======== EXTRACTED INFORMATION
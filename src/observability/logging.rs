//! Structured logging.
//!
//! # Responsibilities
//! - Initialize the `tracing` subscriber once at startup
//! - Honour `RUST_LOG`, falling back to the configured level
//! - Pretty format for development, JSON lines for production

use tracing_subscriber::{layer::SubscriberExt, util::SubscriberInitExt, EnvFilter};

use crate::config::{LogFormat, ObservabilityConfig};

/// Install the global subscriber.
pub fn init(config: &ObservabilityConfig) -> Result<(), Box<dyn std::error::Error + Send + Sync>> {
    let level = config.log_level.to_ascii_lowercase();
    let filter = EnvFilter::try_from_default_env()
        .unwrap_or_else(|_| EnvFilter::new(format!("relay_proxy={level},tower_http={level}")));

    let registry = tracing_subscriber::registry().with(filter);
    match config.log_format {
        LogFormat::Pretty => registry.with(tracing_subscriber::fmt::layer()).try_init()?,
        LogFormat::Json => registry
            .with(
                tracing_subscriber::fmt::layer()
                    .json()
                    .with_current_span(true)
                    .with_span_list(false),
            )
            .try_init()?,
    }
    Ok(())
}
//! HTTP protocol handling subsystem.
//!
//! # Data Flow
//! ```text
//! TCP connection
//!     → server.rs (Axum setup, request ID, tracing, panic recovery)
//!     → proxy::Forwarder (policy checks, forwarding, relay)
//!         → request.rs (outbound header set, Host, X-Forwarded-*)
//!         → response.rs (client header set)
//!     → Send to client
//! ```

pub mod request;
pub mod response;
pub mod server;

pub use server::{AppState, HttpServer, X_REQUEST_ID};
================
EXERCISE |
For this exercise, retype the entire listing exactly.

OUTPUT OF THE EXERCISE |
filename src/observability/logging.rs
//! Structured logging.
//!
//! # Responsibilities
//! - Initialize the `tracing` subscriber once at startup
//! - Honour `RUST_LOG`, falling back to the configured level
//! - Pretty format for development, JSON lines for production

use tracing_subscriber::{layer::SubscriberExt, util::SubscriberInitExt, EnvFilter};

use crate::config::{LogFormat, ObservabilityConfig};

/// Install the global subscriber.
pub fn init(config: &ObservabilityConfig) -> Result<(), Box<dyn std::error::Error + Send + Sync>> {
    let level = config.log_level.to_ascii_lowercase();
    let filter = EnvFilter::try_from_default_env()
        .unwrap_or_else(|_| EnvFilter::new(format!("relay_proxy={level},tower_http={level}")));

    let registry = tracing_subscriber::registry().with(filter);
    match config.log_format {
        LogFormat::Pretty => registry.with(tracing_subscriber::fmt::layer()).try_init()?,
        LogFormat::Json => registry
            .with(
                tracing_subscriber::fmt::layer()
                    .json()
                    .with_current_span(true)
                    .with_span_list(false),
            )
            .try_init()?,
    }
    Ok(())
}
//! HTTP protocol handling subsystem.
//!
//! # Data Flow
//! ```text
//! TCP connection
//!     → server.rs (Axum setup, request ID, tracing, panic recovery)
//!     → proxy::Forwarder (policy checks, forwarding, relay)
//!         → request.rs (outbound header set, Host, X-Forwarded-*)
//!         → response.rs (client header set)
//!     → Send to client
//! ```

pub mod request;
pub mod response;
pub mod server;

pub use server::{AppState, HttpServer, X_REQUEST_ID};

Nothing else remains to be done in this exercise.